En los últimos tiempos, los casos de hispanofobia son cada vez más notorios, la oveja nacionalista ya se ha sacado la careta y ya deja ver el lobo racista y supremacista.
Durante 40 años los diferentes gobiernos de España han blanqueado a los nacionalismos, algo impensable en la mayoría de países del resto de Europa, que han sufrieron dos guerras mundiales, provocadas por esta enfermedad infantil, tal y como la definió Albert Einstein.
Si hoy estuvieran vivos, grandes figuras que lucharon contra el racismo, el segregacionismo o el nacionalismo como Abraham Lincoln, Martin Luther King, Nelson Mandela o como hemos citado Albert Einstein, entre otros. No dudarían en señalar al mal llamado nacionalismo catalán como racista y supremacista.
Sin embargo, en España, con la complacencia de determinados medios y “panfletos” digitales del odio, regados por la Generalidad de Cataluña, se ve el nacionalismo y el independentismo, como un movimiento simpático, alegre y combativo contra un “estado opresor”.

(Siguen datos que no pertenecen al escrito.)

//! Report assembly and persistence.
//!
//! Turns a [`MetricsResult`] into labelled, formatted rows and writes them as a
//! two-column `Metric,Value` CSV file.

use crate::types::MetricsResult;
use crate::Result;
use serde::{Deserialize, Serialize};
use std::fs;
use std::path::Path;

/// One labelled line of the report.
#[derive(Debug, Clone, Serialize, Deserialize, PartialEq, Eq)]
pub struct ReportRow {
    pub metric: String,
    pub value: String,
}

/// Formatted metrics ready for display or persistence.
#[derive(Debug, Clone, Serialize, Deserialize, PartialEq, Eq)]
pub struct MetricsReport {
    /// Benchmark the portfolio was measured against
    pub benchmark: String,
    /// Rows in presentation order
    pub rows: Vec<ReportRow>,
}

impl MetricsReport {
    /// Build the report rows for a result measured against `benchmark`.
    pub fn from_result(result: &MetricsResult, benchmark: &str) -> Self {
        let benchmark = benchmark.trim().to_uppercase();
        let rows = [
            ("Annualized Return".to_string(), format_percent(result.annualized_return)),
            ("Cumulative Return".to_string(), format_percent(result.cumulative_return)),
            ("Sharpe Ratio".to_string(), format_ratio(result.sharpe_ratio)),
            ("Sortino Ratio".to_string(), format_ratio(result.sortino_ratio)),
            ("Max Drawdown".to_string(), format_percent(result.max_drawdown)),
            (format!("Beta to {}", benchmark), format_ratio(result.beta_to_benchmark)),
            (
                format!("{} Cumulative", benchmark),
                format_percent(result.benchmark_cumulative_return),
            ),
        ]
        .into_iter()
        .map(|(metric, value)| ReportRow { metric, value })
        .collect();

        Self { benchmark, rows }
    }

    /// Look up a row's formatted value by label.
    pub fn value(&self, metric: &str) -> Option<&str> {
        self.rows
            .iter()
            .find(|row| row.metric == metric)
            .map(|row| row.value.as_str())
    }

    /// Render as CSV with a `Metric,Value` header.
    pub fn to_csv(&self) -> String {
        let mut out = String::from("Metric,Value\n");
        for row in &self.rows {
            out.push_str(&csv_field(&row.metric));
            out.push(',');
            out.push_str(&csv_field(&row.value));
            out.push('\n');
        }
        out
    }

    /// Write the CSV to `path`, creating parent directories as needed.
    pub fn write_csv(&self, path: &Path) -> Result<()> {
        if let Some(parent) = path.parent() {
            if !parent.as_os_str().is_empty() {
                fs::create_dir_all(parent)?;
            }
        }

        fs::write(path, self.to_csv())?;
        tracing::info!(path = %path.display(), rows = self.rows.len(), "Wrote metrics report");
        Ok(())
    }
}

/// Format a fraction as a percentage with two decimals (0.1234 -> "12.34%").
pub fn format_percent(value: f64) -> String {
    format!("{:.2}%", value * 100.0)
}

/// Format a ratio with two decimals.
pub fn format_ratio(value: f64) -> String {
    format!("{:.2}", value)
}

fn csv_field(field: &str) -> String {
    if field.contains([',', '"', '\n', '\r']) {
        format!("\"{}\"", field.replace('"', "\"\""))
    } else {
        field.to_string()
    }
}
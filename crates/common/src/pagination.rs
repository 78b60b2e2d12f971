//! Page-number windows for feed navigation.

/// Number of pages needed for `total_items` at `page_size` per page.
pub fn total_pages(total_items: u64, page_size: u32) -> u32 {
    if page_size == 0 {
        return 0;
    }
    let pages = total_items.div_ceil(u64::from(page_size));
    u32::try_from(pages).unwrap_or(u32::MAX)
}

/// Page numbers to show around `current_page`: at most `max_pages_to_show`
/// consecutive pages, centered on the current page and shifted to stay
/// within `1..=total_pages`.
pub fn get_pagination(current_page: u32, total_pages: u32, max_pages_to_show: u32) -> Vec<u32> {
    if total_pages == 0 || max_pages_to_show == 0 {
        return Vec::new();
    }
    if total_pages <= max_pages_to_show {
        return (1..=total_pages).collect();
    }

    // u64 so `start + max - 1` cannot overflow near u32::MAX.
    let total = u64::from(total_pages);
    let width = u64::from(max_pages_to_show);
    let half = width / 2;

    let mut start = u64::from(current_page).saturating_sub(half).max(1);
    let mut end = start + width - 1;
    if end > total {
        end = total;
        start = total - width + 1;
    }

    // Both bounds are within 1..=total_pages, so they fit in u32.
    (start as u32..=end as u32).collect()
}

Nada más lejos de la realidad, los únicos oprimidos no son los racistas catalanes, sino la mayoría de catalanes no nacionalistas, que ven cómo su administración regional, utiliza las instituciones públicas para hacer propaganda, se gasta el dinero de todos, en utilizar los medios de comunicación públicos a su antojo y subvencionar a todos aquellos que secundan su plan, organizaciones, empresas, asociaciones, regadas con millones de euros de dinero público, para seguir creando un relato inventado y de ficción.
Toda esta ficción ha derivado en frustración, al ver poco a poco, que el cuento no se está cumpliendo como se prometía e Ítaca, parece no existir. El germen de la xenofobia, plantada por Jordi Pujol y su programa 2000, ya se ha escapado del control de sus líderes.
Las agresiones, las amenazas, los insultos, las vejaciones y humillaciones a quién no está adoctrinado, ni piensa como ellos, han pasado de ser una anécdota, a ser algo habitual.
Antes incluso se blanqueaba, con un “es una minoría del independentismo, la mayoría es pacífico”. Pero podemos poner el ejemplo de hace unos días. Con el caso de una niña supuestamente agredida, por pintar una bandera de España.
O cuando la presidenta de la asociación ANC llamó “La española está, que pesada” a una periodista. Y recordemos como Empar Moliner dijo hace un tiempo que en “en mi país los camellos y las putas no hablan en catalán”.
En cualquier sociedad democrática esto sería una repulsa generalizada. El problema es que, en Cataluña, la democracia ya no existe. La democracia, la han pervertido. La presencia del Estado es testimonial y el ‘Parlament’ apenas sin actividad, está “secuestrado” por el sectario nacionalismo racista.
Quizás ha llegado el momento de dejar de llamar a los racistas, nacionalistas e independentistas. Eso no les afecta, pues son nombres que han creado ellos, para que nadie les pueda “ofender”. ¿Pero qué pasará si les comenzamos a llamar por su nombre? RACISTAS.